Cash for Clunkers was hailed as a tremendous success, exceeding all expectations. What a great deal! Take your perfectly serviceable trade, drain the engine oil, fill the engine with a sand solution, and then run it until it self-destructs. And this brilliance only cost the taxpayers $4500 per trade-in destroyed plus about $500 in administrative costs (dealer and federal government combined).

Great, so far so good. What could possibly be more efficient than showering new car buyers with $4500 in taxpayer funded cash? This saves each buyer $4500 on his new car purchase that he can use to purchase other goods and services or put in savings right?

Well………..not exactly.

Any car traded in under this program had to be running and so none of them were worth $0.00 dollars. In fact, if my unscientific reading is correct, the average trade-in sent to the scrap heap by this program would have been worth $3100 wholesale without this program. Uh, OK.

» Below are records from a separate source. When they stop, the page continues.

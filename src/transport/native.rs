//! Native HTTP round-tripper
//!
//! A single pooled client shared by every tunnelled connection, so that
//! polls reuse warm connections to the server. Environment proxy settings
//! are ignored; only an explicitly configured proxy URL is honored.

use async_trait::async_trait;
use bytes::BytesMut;
use futures_util::StreamExt;
use reqwest::header::{HeaderValue, CONTENT_TYPE, HOST};
use url::Url;

use super::{RoundTripper, TransportError, TunnelRequest, TunnelResponse};
use crate::MAX_PAYLOAD_LENGTH;

/// Round-tripper backed by a shared [`reqwest::Client`].
pub struct NativeRoundTripper {
    client: reqwest::Client,
}

impl NativeRoundTripper {
    /// Build the shared client, routing through `proxy` when given.
    pub fn new(proxy: Option<&Url>) -> Result<Self, TransportError> {
        let builder = reqwest::Client::builder();
        let builder = match proxy {
            Some(url) => builder.proxy(reqwest::Proxy::all(url.as_str())?),
            None => builder.no_proxy(),
        };
        Ok(Self {
            client: builder.build()?,
        })
    }
}

#[async_trait]
impl RoundTripper for NativeRoundTripper {
    async fn round_trip(&self, request: &TunnelRequest) -> Result<TunnelResponse, TransportError> {
        send_with_client(&self.client, request).await
    }
}

/// Issue `request` through `client` and collect at most
/// [`MAX_PAYLOAD_LENGTH`] bytes of response body.
pub(crate) async fn send_with_client(
    client: &reqwest::Client,
    request: &TunnelRequest,
) -> Result<TunnelResponse, TransportError> {
    let mut builder = client
        .post(request.url.clone())
        .header(CONTENT_TYPE, "application/octet-stream")
        .header("X-Session-Id", &request.session_id);

    if let Some(host) = &request.host {
        let host = HeaderValue::from_str(host)
            .map_err(|_| TransportError::InvalidHost(host.clone()))?;
        builder = builder.header(HOST, host);
    }
    // An empty chunk is sent with no body attached at all; the client then
    // signals emptiness with Content-Length: 0 rather than a chunked
    // zero-length stream, which some HTTP/2 backends reject with 411.
    if !request.body.is_empty() {
        builder = builder.body(request.body.clone());
    }

    let response = builder.send().await?;
    let status = response.status().as_u16();

    let mut body = BytesMut::new();
    let mut stream = response.bytes_stream();
    while let Some(chunk) = stream.next().await {
        let chunk = chunk?;
        let remaining = MAX_PAYLOAD_LENGTH - body.len();
        if remaining == 0 {
            break;
        }
        body.extend_from_slice(&chunk[..chunk.len().min(remaining)]);
    }

    Ok(TunnelResponse {
        status,
        body: body.freeze(),
    })
}
//! Traffic-appearance shaping
//!
//! The transport's cover story is "a browser talking to a web site". The
//! fingerprint module keeps the TLS side of that story consistent when a
//! connection asks for a specific browser profile.

mod fingerprint;

pub use fingerprint::{build_tls_config, BrowserProfile, FingerprintError};
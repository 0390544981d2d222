//! Traces, metrics and logs for a single service, exported over OTLP/HTTP.
//!
//! This crate builds one telemetry pipeline per process. Every signal shares
//! a [`ResourceDescriptor`] describing the service and is handed to the same
//! exporter:
//!
//! - **Traces** - [`Tracer`]s create [`Span`]s; ended, sampled spans are
//!   queued in a [`BatchProcessor`] and exported in batches.
//! - **Metrics** - [`Meter`]s create counters, up-down counters, histograms
//!   and observable instruments. A [`PeriodicReader`] collects them on an
//!   interval using a fixed temporality per instrument kind.
//! - **Logs** - [`LogBridge`] forwards `tracing` events at or above a
//!   minimum [`Severity`] to the log pipeline.
//!
//! Batching never blocks the caller. When a queue is full the newest record
//! is dropped and counted. A failed export is logged and discarded; the next
//! cycle proceeds as usual.
//!
//! # Configuration
//!
//! [`Config`] is layered with [figment](https://docs.rs/figment): compiled
//! defaults, an optional TOML file, the standard `OTEL_*` variables and
//! finally `OTEL_PIPELINE_*` variables.
//!
//! # Example
//!
//! ```no_run
//! use otel_pipeline::{Config, Context, KeyValue, SpanKind, TelemetryPipeline};
//! use tracing_subscriber::prelude::*;
//!
//! # async fn run() -> Result<(), Box<dyn std::error::Error>> {
//! let config = Config::builder()
//!     .endpoint("https://collector.example.com/api/v2/otlp")
//!     .api_token("secret")
//!     .service("checkout", "1.0.0")
//!     .build();
//! let pipeline = TelemetryPipeline::builder(config).build()?;
//!
//! tracing_subscriber::registry()
//!     .with(tracing_subscriber::fmt::layer())
//!     .with(pipeline.log_bridge())
//!     .init();
//!
//! let requests = pipeline.meter("checkout").create_counter("requests", "Requests served");
//! let mut span = pipeline
//!     .tracer("checkout")
//!     .start("Call to /", SpanKind::Server, &Context::new());
//! span.set_attribute("http.method", "GET");
//! requests.add(1, &[KeyValue::new("endpoint", "/")]);
//! tracing::warn!(trace_id = %span.trace_id(), span_id = %span.span_id(), "Index endpoint called");
//! span.end();
//!
//! pipeline.shutdown().await?;
//! # Ok(())
//! # }
//! ```

#![forbid(unsafe_code)]
#![warn(missing_docs)]

pub mod attributes;
pub mod batch;
pub mod bridge;
pub mod config;
pub mod context;
pub mod conversion;
pub mod error;
pub mod exporter;
pub mod logs;
pub mod metrics;
pub mod pipeline;
pub mod reader;
pub mod resource;
pub mod sampler;
pub mod trace;

pub use attributes::{AttributeSet, Key, KeyValue, Value};
pub use batch::{BatchProcessor, Exportable, ProcessorStatsSnapshot};
pub use bridge::LogBridge;
pub use config::{
    BatchConfig, Compression, Config, ConfigBuilder, ExporterConfig, LogsConfig, MetadataSource,
    MetricsConfig, Protocol, ResourceConfig, standard_env_overrides,
};
pub use context::{Context, SpanContext, SpanId, TraceFlags, TraceId, TraceState};
pub use error::{PipelineError, Result};
pub use exporter::{
    BatchedSignal, ExportError, ExportResult, InMemoryExporter, OtlpExporter, SharedExporter,
    SignalExporter, SignalExporterBoxed,
};
pub use logs::{LogRecord, LoggerProvider, Severity};
pub use metrics::{
    Counter, Histogram, InstrumentKind, Meter, MeterProvider, ObservableCounter,
    ObservableUpDownCounter, Observer, Temporality, TemporalitySelector, UpDownCounter,
};
pub use pipeline::{PipelineStats, TelemetryPipeline, TelemetryPipelineBuilder};
pub use reader::{PeriodicReader, ReaderStatsSnapshot};
pub use resource::ResourceDescriptor;
pub use sampler::Sampler;
pub use trace::{Span, SpanData, SpanKind, Status, Tracer, TracerProvider};

pub use figment;
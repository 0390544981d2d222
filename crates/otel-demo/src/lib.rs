//! Small HTTP service emitting traces, metrics and logs.
//!
//! Two endpoints generate telemetry:
//!
//! - `GET /` opens a server span `Call to /`, counts the request, logs at
//!   info, warning and error, simulates work and answers `Index`.
//! - `GET /parent` does the same under `Call to /parent`, then calls a nested
//!   operation that opens a `child` span with its own log lines and work, and
//!   answers `Parent child span`.
//!
//! `GET /health` answers `ok` without producing telemetry.
//!
//! ```no_run
//! use otel_demo::{AppConfig, AppState, router};
//! use otel_pipeline::TelemetryPipeline;
//!
//! # async fn run() -> anyhow::Result<()> {
//! let config = AppConfig::load()?;
//! let pipeline = TelemetryPipeline::builder(config.telemetry.clone()).build()?;
//! let app = router(AppState::new(&pipeline, config.latency));
//!
//! let listener = tokio::net::TcpListener::bind(config.server.addr()).await?;
//! axum::serve(listener, app).await?;
//! pipeline.shutdown().await?;
//! # Ok(())
//! # }
//! ```

#![forbid(unsafe_code)]
#![warn(missing_docs)]

pub mod config;

pub use config::{AppConfig, LatencyConfig, ServerConfig};

use axum::{Router, extract::State, routing::get};
use otel_pipeline::{Context, Counter, KeyValue, Span, SpanKind, TelemetryPipeline, Tracer};
use std::sync::Arc;

/// Instrumentation scope for every span and metric the service creates.
pub const INSTRUMENTATION_SCOPE: &str = "otel_demo";

/// Name of the request counter.
pub const REQUEST_COUNTER: &str = "requests";

/// Handles shared by every request.
#[derive(Clone)]
pub struct AppState {
    tracer: Tracer,
    requests: Counter,
    latency: LatencyConfig,
}

impl AppState {
    /// Creates the tracer and instruments the handlers use.
    pub fn new(pipeline: &TelemetryPipeline, latency: LatencyConfig) -> Self {
        let requests = pipeline
            .meter(INSTRUMENTATION_SCOPE)
            .create_counter(REQUEST_COUNTER, "The number of requests received");

        Self {
            tracer: pipeline.tracer(INSTRUMENTATION_SCOPE),
            requests,
            latency,
        }
    }

    fn start_server_span(&self, name: &'static str, path: &'static str) -> Span {
        let mut span = self.tracer.start(name, SpanKind::Server, &Context::new());
        span.set_attribute("http.method", "GET");
        span.set_attribute("span.kind", "server");
        self.requests.add(1, &[KeyValue::new("endpoint", path)]);
        span
    }
}

/// Builds the service router.
pub fn router(state: AppState) -> Router {
    Router::new()
        .route("/", get(index))
        .route("/parent", get(parent))
        .route("/health", get(health))
        .with_state(Arc::new(state))
}

async fn index(State(state): State<Arc<AppState>>) -> &'static str {
    let span = state.start_server_span("Call to /", "/");
    let (trace_id, span_id) = (span.trace_id(), span.span_id());

    tracing::info!(%trace_id, %span_id, "Index endpoint called");
    tracing::warn!(%trace_id, %span_id, "Index endpoint called");
    tracing::error!(%trace_id, %span_id, "Index endpoint called");
    tokio::time::sleep(state.latency.index).await;

    span.end();
    "Index"
}

async fn parent(State(state): State<Arc<AppState>>) -> &'static str {
    let span = state.start_server_span("Call to /parent", "/parent");
    let (trace_id, span_id) = (span.trace_id(), span.span_id());

    tracing::info!(%trace_id, %span_id, "Parent endpoint called");
    tracing::warn!(%trace_id, %span_id, "Parent endpoint called");
    tracing::error!(%trace_id, %span_id, "Parent endpoint called");
    tokio::time::sleep(state.latency.parent).await;

    child(&state, &Context::new().with_span(&span)).await;

    span.end();
    "Parent child span"
}

async fn child(state: &AppState, cx: &Context) -> &'static str {
    let span = state.tracer.start("child", SpanKind::Internal, cx);
    let (trace_id, span_id) = (span.trace_id(), span.span_id());

    tracing::info!(%trace_id, %span_id, "Child method called");
    tracing::warn!(%trace_id, %span_id, "Child method called");
    tracing::error!(%trace_id, %span_id, "Child method called");
    tokio::time::sleep(state.latency.child).await;

    span.end();
    "child"
}

async fn health() -> &'static str {
    "ok"
}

So that means we shelled out $4500 in taxpayer cash plus administrative costs to dole out a net benefit of $1400 to the car buyer, right? Though it’s not looking like such a great deal for the taxpayers at this point, $1400 is better than nothing, at least if you’re the car buyer, right?

Well……………….not exactly.

It turns out that most states, other than California, only charge sales tax on the net difference between a trade-ins value and the new car price. Here in Arizona our sales tax is 9%. All state governments have decided that the $4500 provided by the cash for clunkers program is not a trade-in allowance and is therefore subject to sales tax. So a standard trade in (non clunker) allowance of $3100 actually provides a net reduction in the after-tax new vehicle price of $3380 ($3100 x 1.09). This reduces the net benefit to the average purchaser utilizing cash for clunkers to $1120. A $1120 benefit to one taxpayer that cost his fellow taxpayers $4500. Uh, OK. Is that it?

Well…………..not exactly.

It now comes to light, after the program is finished and the deals are done, (although the dealers have not been paid yet), that there’s more! It has been determined that the $4500 allowance is taxable income to the car buyers who took advantage of it!!!! The non-clunker deal after sales tax allowance of $3380 is not taxable income to the car buyer. The $4500 government allowance is taxable income subject to both federal and state income taxes. Here in Arizona our state income tax is 5%. The top federal tax rate is 35% for a combined income tax of 40%. A high income Arizona car buyer with the average trade in who took advantage of cash for clunkers will pay $1800 in income tax on that $4500 government allowance if he is in the top bracket. Thus a high income car buyer would end up paying a net after-tax penalty of -$680. Even car buyers in much lower tax brackets who live in states like Texas without any state income tax and with a federal tax rate of 28% would still pay $1260 in income tax (28% x $4500) on that $4500. So even for a lower income taxpayer living in a no income tax state, the average net, (after sales tax and income tax), benefit of the cash for clunkers program amounts to MINUS -$140. Uh, OK.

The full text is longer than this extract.